The problem:
Only these lines of the data below are wanted: the one with "result.count(BlockType::Mixed)", the one with "let raw_lines: Vec<&str>", and any lines between them, each repeated exactly.

**********

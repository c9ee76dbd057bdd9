/*!
 * Splits raw input into classified blocks.
 *
 * Every input line lands in exactly one block and the blocks' contents
 * concatenate back to the input byte for byte. Blank lines belong to the
 * block before them; leading blank lines belong to the first block.
 */

use log::debug;
use once_cell::sync::Lazy;
use regex::Regex;
use serde_json::{Value, json};
use std::sync::Arc;

use super::models::{BlockType, CodeBlock, ParseResult, ctx, meta};
use super::scoring::{Continuation, LineKind, LineScore, LineScorer};
use crate::app_config::Config;
use crate::cache::AstCache;
use crate::errors::ParsingError;
use crate::python::ast::{Stmt, StmtKind};
use crate::python::visit::{Visitor, walk_stmt};
use crate::python::{Module, ParseMode};

const TAB_WIDTH: usize = 4;

static DEFINITION_START: Lazy<Regex> =
    Lazy::new(|| Regex::new(r"^(?:@|def\s|async\s+def\s|class\s)").unwrap());
static CLAUSE_START: Lazy<Regex> = Lazy::new(|| Regex::new(r"^(?:elif|else|except|finally)\b").unwrap());
static FUNCTION_LINE: Lazy<Regex> = Lazy::new(|| Regex::new(r"(?m)^\s*(?:async\s+)?def\s+\w+").unwrap());
static CLASS_LINE: Lazy<Regex> = Lazy::new(|| Regex::new(r"(?m)^\s*class\s+\w+").unwrap());
static IMPORT_LINE: Lazy<Regex> = Lazy::new(|| Regex::new(r"(?m)^\s*(?:import\s+\w|from\s+\S+\s+import\s)").unwrap());

struct ScoredLine<'a> {
    raw: &'a str,
    score: LineScore,
    indent: usize,
}

impl ScoredLine<'_> {
    fn text(&self) -> &str {
        self.raw.trim_end_matches(['\n', '\r'])
    }

    fn kind(&self) -> LineKind {
        self.score.kind
    }

    fn starts_definition(&self) -> bool {
        self.indent == 0 && DEFINITION_START.is_match(self.text())
    }
}

/// A block under construction: line indices `[start, end)` of its non-blank lines
struct Group {
    block_type: BlockType,
    start: usize,
    end: usize,
    definition: bool,
}

/// Segments input text into [`CodeBlock`]s
pub struct BlockParser {
    cache: Arc<AstCache>,
    scorer: LineScorer,
    max_context_length: usize,
}

impl BlockParser {
    pub fn new(cache: Arc<AstCache>, config: &Config) -> Self {
        Self {
            cache,
            scorer: LineScorer::new(&config.heuristics),
            max_context_length: config.max_context_length,
        }
    }

    pub fn scorer(&self) -> &LineScorer {
        &self.scorer
    }

    /// Segments `text`; malformed input is reported in the result, never raised
    pub fn parse(&self, text: &str) -> ParseResult {
        let mut result = ParseResult::default();
        if text.is_empty() {
            return result;
        }

        let lines = self.score_lines(text, &mut result);
        if lines.iter().all(|l| l.kind() == LineKind::Blank) {
            let mut block = CodeBlock::new(BlockType::Comment, text, (1, lines.len()));
            self.annotate(&mut block);
            result.blocks.push(block);
            return result;
        }

        let groups = group_lines(&lines);
        for (k, group) in groups.iter().enumerate() {
            let start = if k == 0 { 0 } else { group.start };
            let end = groups.get(k + 1).map(|g| g.start).unwrap_or(lines.len());
            let content: String = lines[start..end].iter().map(|l| l.raw).collect();
            let mut block = CodeBlock::new(group.block_type, content, (start + 1, end));
            self.annotate(&mut block);
            if let Some(error) = block.meta_str(meta::SYNTAX_ERROR) {
                result.warnings.push(format!(
                    "Block at lines {}-{} looks like code but does not parse: {}",
                    block.line_range.0, block.line_range.1, error
                ));
            }
            result.blocks.push(block);
        }

        self.attach_context(&mut result.blocks);
        debug!(
            "Segmented {} lines into {} blocks ({} code, {} prose, {} mixed)",
            lines.len(),
            result.blocks.len(),
            result.count(BlockType::TargetCode),
            result.count(BlockType::NaturalLanguage),
            result.count(BlockType::Mixed)
        );
        result
    }

    /// Re-segments a block line by line into code and prose sub-blocks
    pub fn split_mixed(&self, block: &CodeBlock) -> Vec<CodeBlock> {
        let mut continuation = Continuation::default();
        let mut runs: Vec<(BlockType, usize, usize)> = Vec::new();
        let mut pending_start = 0;
        let raw_lines: Vec<&str> = block.content.split_inclusive('\n').collect();

        for (i, raw) in raw_lines.iter().enumerate() {
            let score = self.scorer.classify(raw.trim_end_matches(['\n', '\r']), continuation.is_open());
            let line_type = match score.kind {
                LineKind::Code => {
                    continuation.feed(raw, i + 1);
                    BlockType::TargetCode
                }
                LineKind::Prose => BlockType::NaturalLanguage,
                LineKind::Blank | LineKind::Comment => continue,
            };
            match runs.last_mut() {
                Some(run) if run.0 == line_type => run.2 = i + 1,
                Some(run) => {
                    run.2 = i;
                    runs.push((line_type, i, i + 1));
                }
                None => {
                    runs.push((line_type, pending_start, i + 1));
                    pending_start = i + 1;
                }
            }
        }

        if runs.is_empty() {
            runs.push((BlockType::Comment, 0, raw_lines.len()));
        }
        if let Some(last) = runs.last_mut() {
            last.2 = raw_lines.len();
        }

        runs.into_iter()
            .map(|(block_type, start, end)| {
                let content: String = raw_lines[start..end].concat();
                let offset = block.line_range.0;
                let mut sub = CodeBlock::new(block_type, content, (offset + start, offset + end - 1));
                self.annotate(&mut sub);
                sub.set_meta(meta::IS_SUB_BLOCK, true);
                sub.set_meta("parent_lines", json!([block.line_range.0, block.line_range.1]));
                sub.context = block.context.clone();
                sub
            })
            .collect()
    }

    /// Fills the structural metadata of a block
    pub fn annotate(&self, block: &mut CodeBlock) {
        let text = block.text().to_string();
        let (indentation_type, max_indent_level) = indentation_profile(&text);
        block.set_meta(meta::LINE_COUNT, text.lines().count());
        block.set_meta(meta::INDENTATION_TYPE, indentation_type);
        block.set_meta(meta::MAX_INDENT_LEVEL, max_indent_level);

        let parsed = if block.block_type == BlockType::TargetCode {
            Some(self.cache.parse(&text, "<block>", ParseMode::Exec))
        } else {
            None
        };

        match parsed {
            Some(Ok(module)) => {
                let features = Features::of(&module);
                block.set_meta(meta::HAS_FUNCTIONS, features.functions);
                block.set_meta(meta::HAS_CLASSES, features.classes);
                block.set_meta(meta::HAS_IMPORTS, features.imports);
                block.set_meta(meta::HAS_DOCSTRING, features.docstring);
                block.set_meta(meta::LIKELY_COMPLETE, true);
            }
            other => {
                block.set_meta(meta::HAS_FUNCTIONS, FUNCTION_LINE.is_match(&text));
                block.set_meta(meta::HAS_CLASSES, CLASS_LINE.is_match(&text));
                block.set_meta(meta::HAS_IMPORTS, IMPORT_LINE.is_match(&text));
                block.set_meta(meta::HAS_DOCSTRING, text.contains("\"\"\"") || text.contains("'''"));
                let complete = match other {
                    Some(Err(err)) => {
                        block.set_meta(meta::SYNTAX_ERROR, err.to_string());
                        false
                    }
                    _ => !text.trim_end().ends_with([':', ',', ';', '-', '(']),
                };
                block.set_meta(meta::LIKELY_COMPLETE, complete);
            }
        }
    }

    fn score_lines<'a>(&self, text: &'a str, result: &mut ParseResult) -> Vec<ScoredLine<'a>> {
        let mut continuation = Continuation::default();
        let mut first_tab: Option<usize> = None;
        let mut first_space: Option<usize> = None;
        let mut lines = Vec::new();

        for (i, raw) in text.split_inclusive('\n').enumerate() {
            let number = i + 1;
            let body = raw.trim_end_matches(['\n', '\r']);
            let score = self.scorer.classify(body, continuation.is_open());
            if score.kind == LineKind::Code {
                continuation.feed(raw, number);
            }

            let leading: &str = &body[..body.len() - body.trim_start().len()];
            if !body.trim().is_empty() {
                if leading.contains('\t') {
                    first_tab.get_or_insert(number);
                }
                if leading.contains(' ') {
                    first_space.get_or_insert(number);
                }
            }
            let indent = leading.chars().map(|c| if c == '\t' { TAB_WIDTH } else { 1 }).sum();
            lines.push(ScoredLine { raw, score, indent });
        }

        if let (Some(tab), Some(space)) = (first_tab, first_space) {
            result.warnings.push(format!(
                "Inconsistent indentation: mixed tabs and spaces (lines {} and {})",
                tab.min(space),
                tab.max(space)
            ));
        }
        if let Some(line) = continuation.open_string_line() {
            result.errors.push(ParsingError {
                message: "unterminated triple-quoted string".to_string(),
                line,
                column: 0,
                snippet: text.lines().nth(line - 1).map(str::to_string),
            });
        } else if continuation.open_brackets() > 0 {
            result.warnings.push(format!(
                "{} bracket(s) still open at end of input",
                continuation.open_brackets()
            ));
        }
        lines
    }

    fn attach_context(&self, blocks: &mut [CodeBlock]) {
        let texts: Vec<Option<String>> =
            blocks.iter().map(|b| b.is_code().then(|| b.text().to_string())).collect();
        for (i, block) in blocks.iter_mut().enumerate() {
            block.context.insert(ctx::BLOCK_INDEX.to_string(), Value::from(i));
            if let Some(prev) = texts[..i].iter().rev().flatten().next() {
                let tail = tail_chars(prev, self.max_context_length);
                block.context.insert(ctx::PRECEDING_CODE.to_string(), Value::from(tail));
            }
            if let Some(next) = texts[i + 1..].iter().flatten().next() {
                let head = head_chars(next, self.max_context_length);
                block.context.insert(ctx::FOLLOWING_CODE.to_string(), Value::from(head));
            }
        }
    }
}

**********

Result of the exercise:
            result.count(BlockType::Mixed)
        );
        result
    }

    /// Re-segments a block line by line into code and prose sub-blocks
    pub fn split_mixed(&self, block: &CodeBlock) -> Vec<CodeBlock> {
        let mut continuation = Continuation::default();
        let mut runs: Vec<(BlockType, usize, usize)> = Vec::new();
        let mut pending_start = 0;
        let raw_lines: Vec<&str> = block.content.split_inclusive('\n').collect();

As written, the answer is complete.